Search the data for the word "bool". Reproduce every line where it is found.

═════ Data for this task

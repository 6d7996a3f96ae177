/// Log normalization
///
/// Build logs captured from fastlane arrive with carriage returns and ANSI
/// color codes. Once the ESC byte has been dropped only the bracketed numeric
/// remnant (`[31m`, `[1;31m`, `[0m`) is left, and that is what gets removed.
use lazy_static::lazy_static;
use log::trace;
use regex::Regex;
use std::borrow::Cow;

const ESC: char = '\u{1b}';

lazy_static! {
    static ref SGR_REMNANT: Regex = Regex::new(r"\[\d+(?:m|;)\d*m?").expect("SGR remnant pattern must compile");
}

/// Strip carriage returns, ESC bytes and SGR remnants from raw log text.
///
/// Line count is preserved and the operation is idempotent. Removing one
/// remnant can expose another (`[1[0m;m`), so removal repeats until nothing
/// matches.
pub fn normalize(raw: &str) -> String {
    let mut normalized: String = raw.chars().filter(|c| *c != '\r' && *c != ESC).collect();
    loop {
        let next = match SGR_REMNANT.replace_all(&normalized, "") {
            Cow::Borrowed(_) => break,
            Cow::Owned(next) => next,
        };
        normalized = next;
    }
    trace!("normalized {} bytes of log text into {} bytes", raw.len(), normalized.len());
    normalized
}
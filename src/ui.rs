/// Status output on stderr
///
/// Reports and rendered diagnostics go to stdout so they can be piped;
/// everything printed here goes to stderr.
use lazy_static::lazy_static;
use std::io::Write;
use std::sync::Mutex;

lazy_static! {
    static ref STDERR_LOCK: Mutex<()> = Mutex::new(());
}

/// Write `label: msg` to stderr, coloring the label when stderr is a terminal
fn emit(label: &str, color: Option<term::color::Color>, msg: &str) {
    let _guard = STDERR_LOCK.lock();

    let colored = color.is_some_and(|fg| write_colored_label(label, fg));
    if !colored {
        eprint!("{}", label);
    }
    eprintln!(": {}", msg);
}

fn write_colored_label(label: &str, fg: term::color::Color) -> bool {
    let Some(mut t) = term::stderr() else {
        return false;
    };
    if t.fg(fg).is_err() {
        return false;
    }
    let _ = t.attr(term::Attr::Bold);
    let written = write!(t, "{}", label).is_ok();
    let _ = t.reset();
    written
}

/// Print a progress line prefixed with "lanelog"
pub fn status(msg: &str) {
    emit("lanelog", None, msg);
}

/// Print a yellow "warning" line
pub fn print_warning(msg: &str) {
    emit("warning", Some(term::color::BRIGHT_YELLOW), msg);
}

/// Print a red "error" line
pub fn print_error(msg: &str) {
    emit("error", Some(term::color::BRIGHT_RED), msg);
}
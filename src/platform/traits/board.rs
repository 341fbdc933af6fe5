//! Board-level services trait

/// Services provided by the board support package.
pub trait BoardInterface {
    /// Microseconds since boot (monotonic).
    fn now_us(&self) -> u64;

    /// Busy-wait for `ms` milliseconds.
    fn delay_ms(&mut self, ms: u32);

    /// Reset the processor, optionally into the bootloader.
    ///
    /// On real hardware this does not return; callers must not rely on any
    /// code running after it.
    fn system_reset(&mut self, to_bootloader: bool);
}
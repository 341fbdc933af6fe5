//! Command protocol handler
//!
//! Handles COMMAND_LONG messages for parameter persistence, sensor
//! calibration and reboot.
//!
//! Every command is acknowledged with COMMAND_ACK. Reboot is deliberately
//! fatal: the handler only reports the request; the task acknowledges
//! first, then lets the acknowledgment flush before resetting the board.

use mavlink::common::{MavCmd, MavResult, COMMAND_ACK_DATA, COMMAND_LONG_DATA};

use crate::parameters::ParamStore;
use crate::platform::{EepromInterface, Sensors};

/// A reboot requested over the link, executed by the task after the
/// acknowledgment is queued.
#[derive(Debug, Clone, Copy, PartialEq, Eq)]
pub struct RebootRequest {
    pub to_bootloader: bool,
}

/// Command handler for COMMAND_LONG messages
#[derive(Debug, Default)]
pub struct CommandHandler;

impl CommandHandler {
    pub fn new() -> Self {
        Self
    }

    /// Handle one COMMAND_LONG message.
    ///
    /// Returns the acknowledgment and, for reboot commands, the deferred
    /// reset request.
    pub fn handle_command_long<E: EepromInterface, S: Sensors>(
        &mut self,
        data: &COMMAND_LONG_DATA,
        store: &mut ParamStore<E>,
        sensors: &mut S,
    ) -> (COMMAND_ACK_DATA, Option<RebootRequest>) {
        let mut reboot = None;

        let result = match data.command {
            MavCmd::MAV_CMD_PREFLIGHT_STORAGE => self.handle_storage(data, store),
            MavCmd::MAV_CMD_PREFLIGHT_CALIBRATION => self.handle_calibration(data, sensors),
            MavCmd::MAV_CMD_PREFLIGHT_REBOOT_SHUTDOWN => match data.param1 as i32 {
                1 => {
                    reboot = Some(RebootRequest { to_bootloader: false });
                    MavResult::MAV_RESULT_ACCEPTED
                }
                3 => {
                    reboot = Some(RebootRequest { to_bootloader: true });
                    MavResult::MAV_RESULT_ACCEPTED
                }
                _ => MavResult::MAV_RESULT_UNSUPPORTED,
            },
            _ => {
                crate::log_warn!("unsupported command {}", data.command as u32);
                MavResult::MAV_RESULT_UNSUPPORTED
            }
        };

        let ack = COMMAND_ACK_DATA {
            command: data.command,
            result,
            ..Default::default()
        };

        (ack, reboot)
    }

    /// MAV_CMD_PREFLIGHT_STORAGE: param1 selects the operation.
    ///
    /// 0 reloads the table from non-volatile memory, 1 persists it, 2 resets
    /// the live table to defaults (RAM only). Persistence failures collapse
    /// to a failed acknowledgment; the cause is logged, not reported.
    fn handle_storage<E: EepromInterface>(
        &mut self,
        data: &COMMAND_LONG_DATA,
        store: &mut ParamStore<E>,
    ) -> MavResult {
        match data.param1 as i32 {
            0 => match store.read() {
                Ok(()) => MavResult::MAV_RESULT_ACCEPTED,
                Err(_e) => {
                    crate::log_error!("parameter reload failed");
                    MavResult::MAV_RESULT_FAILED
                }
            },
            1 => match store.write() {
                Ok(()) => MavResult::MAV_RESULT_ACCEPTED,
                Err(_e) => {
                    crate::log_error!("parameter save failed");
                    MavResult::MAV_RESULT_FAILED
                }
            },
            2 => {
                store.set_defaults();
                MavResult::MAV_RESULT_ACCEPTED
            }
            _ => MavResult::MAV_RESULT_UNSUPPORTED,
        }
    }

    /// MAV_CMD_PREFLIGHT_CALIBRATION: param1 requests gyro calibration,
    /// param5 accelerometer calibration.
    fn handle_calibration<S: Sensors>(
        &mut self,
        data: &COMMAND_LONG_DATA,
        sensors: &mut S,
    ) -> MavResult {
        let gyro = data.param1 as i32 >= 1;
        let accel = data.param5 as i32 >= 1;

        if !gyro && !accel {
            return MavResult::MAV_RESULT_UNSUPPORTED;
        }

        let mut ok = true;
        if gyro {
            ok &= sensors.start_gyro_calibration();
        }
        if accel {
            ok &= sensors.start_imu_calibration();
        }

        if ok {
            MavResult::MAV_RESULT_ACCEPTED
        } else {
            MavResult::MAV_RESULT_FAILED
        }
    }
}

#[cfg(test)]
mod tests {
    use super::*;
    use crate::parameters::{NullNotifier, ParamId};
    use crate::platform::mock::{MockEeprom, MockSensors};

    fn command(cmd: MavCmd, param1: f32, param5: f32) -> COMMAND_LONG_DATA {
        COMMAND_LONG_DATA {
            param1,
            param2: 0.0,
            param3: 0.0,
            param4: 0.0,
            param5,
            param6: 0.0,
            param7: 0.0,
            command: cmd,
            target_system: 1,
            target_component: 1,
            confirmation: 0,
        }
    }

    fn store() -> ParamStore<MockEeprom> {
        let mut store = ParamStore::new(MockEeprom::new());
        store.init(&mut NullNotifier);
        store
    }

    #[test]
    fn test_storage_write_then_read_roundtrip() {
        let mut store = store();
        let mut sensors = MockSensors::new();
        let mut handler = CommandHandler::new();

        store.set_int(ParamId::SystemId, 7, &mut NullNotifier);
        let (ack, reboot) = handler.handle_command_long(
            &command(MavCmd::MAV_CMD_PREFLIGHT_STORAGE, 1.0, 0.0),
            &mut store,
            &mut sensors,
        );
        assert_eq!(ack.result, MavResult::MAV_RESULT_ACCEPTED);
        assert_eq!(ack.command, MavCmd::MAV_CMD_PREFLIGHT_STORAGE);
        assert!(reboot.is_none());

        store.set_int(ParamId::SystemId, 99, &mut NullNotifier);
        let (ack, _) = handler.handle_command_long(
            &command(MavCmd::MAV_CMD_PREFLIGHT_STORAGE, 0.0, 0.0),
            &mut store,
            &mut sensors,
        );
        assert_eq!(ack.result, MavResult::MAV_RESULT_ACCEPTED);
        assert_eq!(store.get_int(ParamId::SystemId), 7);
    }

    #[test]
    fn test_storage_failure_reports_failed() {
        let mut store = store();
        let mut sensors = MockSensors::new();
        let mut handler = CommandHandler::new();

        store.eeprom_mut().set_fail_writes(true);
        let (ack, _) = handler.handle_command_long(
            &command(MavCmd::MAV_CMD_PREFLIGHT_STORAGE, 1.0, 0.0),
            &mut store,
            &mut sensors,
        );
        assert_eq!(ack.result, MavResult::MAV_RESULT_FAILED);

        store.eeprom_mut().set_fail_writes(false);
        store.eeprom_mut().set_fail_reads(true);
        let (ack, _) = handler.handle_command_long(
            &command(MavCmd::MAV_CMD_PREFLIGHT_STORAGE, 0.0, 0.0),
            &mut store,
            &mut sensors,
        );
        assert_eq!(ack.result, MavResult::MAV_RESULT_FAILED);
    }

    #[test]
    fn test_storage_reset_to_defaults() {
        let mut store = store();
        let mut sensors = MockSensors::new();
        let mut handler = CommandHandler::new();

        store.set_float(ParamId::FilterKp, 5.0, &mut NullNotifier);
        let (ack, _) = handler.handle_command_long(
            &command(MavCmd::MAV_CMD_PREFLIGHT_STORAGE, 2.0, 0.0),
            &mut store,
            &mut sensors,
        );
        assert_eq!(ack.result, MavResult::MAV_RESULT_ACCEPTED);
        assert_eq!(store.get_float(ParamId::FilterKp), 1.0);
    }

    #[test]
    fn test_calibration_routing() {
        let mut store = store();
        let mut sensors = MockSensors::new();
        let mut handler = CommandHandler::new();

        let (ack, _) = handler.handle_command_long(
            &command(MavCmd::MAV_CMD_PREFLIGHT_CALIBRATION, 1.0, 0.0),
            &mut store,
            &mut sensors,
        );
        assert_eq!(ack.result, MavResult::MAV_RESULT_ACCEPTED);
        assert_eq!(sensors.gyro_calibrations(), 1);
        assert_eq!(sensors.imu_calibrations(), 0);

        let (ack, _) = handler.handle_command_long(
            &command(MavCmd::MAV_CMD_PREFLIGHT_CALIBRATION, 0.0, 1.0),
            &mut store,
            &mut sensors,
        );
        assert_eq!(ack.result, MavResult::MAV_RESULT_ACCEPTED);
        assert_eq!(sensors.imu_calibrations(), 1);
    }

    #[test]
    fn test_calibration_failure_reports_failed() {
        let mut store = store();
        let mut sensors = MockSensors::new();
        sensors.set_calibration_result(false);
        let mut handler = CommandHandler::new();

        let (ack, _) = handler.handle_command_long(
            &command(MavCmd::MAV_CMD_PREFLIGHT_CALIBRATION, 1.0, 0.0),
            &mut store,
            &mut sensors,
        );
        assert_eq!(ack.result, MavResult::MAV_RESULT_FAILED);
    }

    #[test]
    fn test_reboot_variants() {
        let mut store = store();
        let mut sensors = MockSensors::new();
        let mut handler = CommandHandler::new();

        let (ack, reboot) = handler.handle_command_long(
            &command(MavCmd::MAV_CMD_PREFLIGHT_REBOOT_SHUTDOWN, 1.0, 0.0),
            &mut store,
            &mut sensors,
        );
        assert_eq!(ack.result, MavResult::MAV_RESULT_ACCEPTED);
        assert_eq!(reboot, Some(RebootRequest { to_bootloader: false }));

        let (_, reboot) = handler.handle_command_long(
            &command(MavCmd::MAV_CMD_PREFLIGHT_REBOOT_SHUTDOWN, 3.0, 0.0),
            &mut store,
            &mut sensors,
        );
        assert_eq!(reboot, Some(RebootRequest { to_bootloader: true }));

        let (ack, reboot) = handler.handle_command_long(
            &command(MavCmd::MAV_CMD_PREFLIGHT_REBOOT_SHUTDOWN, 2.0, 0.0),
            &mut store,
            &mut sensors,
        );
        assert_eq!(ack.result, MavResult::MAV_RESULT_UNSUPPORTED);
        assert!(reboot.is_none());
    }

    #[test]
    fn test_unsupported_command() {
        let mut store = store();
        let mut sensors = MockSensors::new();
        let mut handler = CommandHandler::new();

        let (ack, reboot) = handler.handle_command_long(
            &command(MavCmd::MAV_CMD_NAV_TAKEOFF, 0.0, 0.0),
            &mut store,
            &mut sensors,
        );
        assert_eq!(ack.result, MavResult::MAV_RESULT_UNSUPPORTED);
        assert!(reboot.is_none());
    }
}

══════════

> **Finished exercise**:
fn write_colored_label(label: &str, fg: term::color::Color) -> bool {
    fn system_reset(&mut self, to_bootloader: bool);
    pub to_bootloader: bool,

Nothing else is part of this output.